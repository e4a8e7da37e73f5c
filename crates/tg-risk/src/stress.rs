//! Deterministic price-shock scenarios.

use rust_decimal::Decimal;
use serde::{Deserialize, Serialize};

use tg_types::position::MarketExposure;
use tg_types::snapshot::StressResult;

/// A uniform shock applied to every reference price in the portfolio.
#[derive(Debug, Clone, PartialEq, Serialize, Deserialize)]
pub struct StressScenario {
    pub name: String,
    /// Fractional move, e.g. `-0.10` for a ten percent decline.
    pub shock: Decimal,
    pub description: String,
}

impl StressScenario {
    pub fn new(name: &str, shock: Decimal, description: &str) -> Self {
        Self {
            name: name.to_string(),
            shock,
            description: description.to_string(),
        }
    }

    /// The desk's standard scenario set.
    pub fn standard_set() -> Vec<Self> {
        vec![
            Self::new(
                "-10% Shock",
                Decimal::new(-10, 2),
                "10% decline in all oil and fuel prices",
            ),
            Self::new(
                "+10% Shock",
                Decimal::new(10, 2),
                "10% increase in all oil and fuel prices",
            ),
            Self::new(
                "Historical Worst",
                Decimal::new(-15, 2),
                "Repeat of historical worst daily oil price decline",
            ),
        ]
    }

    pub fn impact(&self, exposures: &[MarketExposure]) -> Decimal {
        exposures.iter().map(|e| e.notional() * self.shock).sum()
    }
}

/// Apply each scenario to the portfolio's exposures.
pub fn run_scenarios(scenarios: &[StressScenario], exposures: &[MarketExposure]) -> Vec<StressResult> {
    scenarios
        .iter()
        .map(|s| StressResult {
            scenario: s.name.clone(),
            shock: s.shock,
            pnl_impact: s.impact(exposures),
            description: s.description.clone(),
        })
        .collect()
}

Task brief:
Each line of the data in which the string "decline" appears needs to be copied.

Completed exercise:
    /// Fractional move, e.g. `-0.10` for a ten percent decline.
                "10% decline in all oil and fuel prices",
                "Repeat of historical worst daily oil price decline",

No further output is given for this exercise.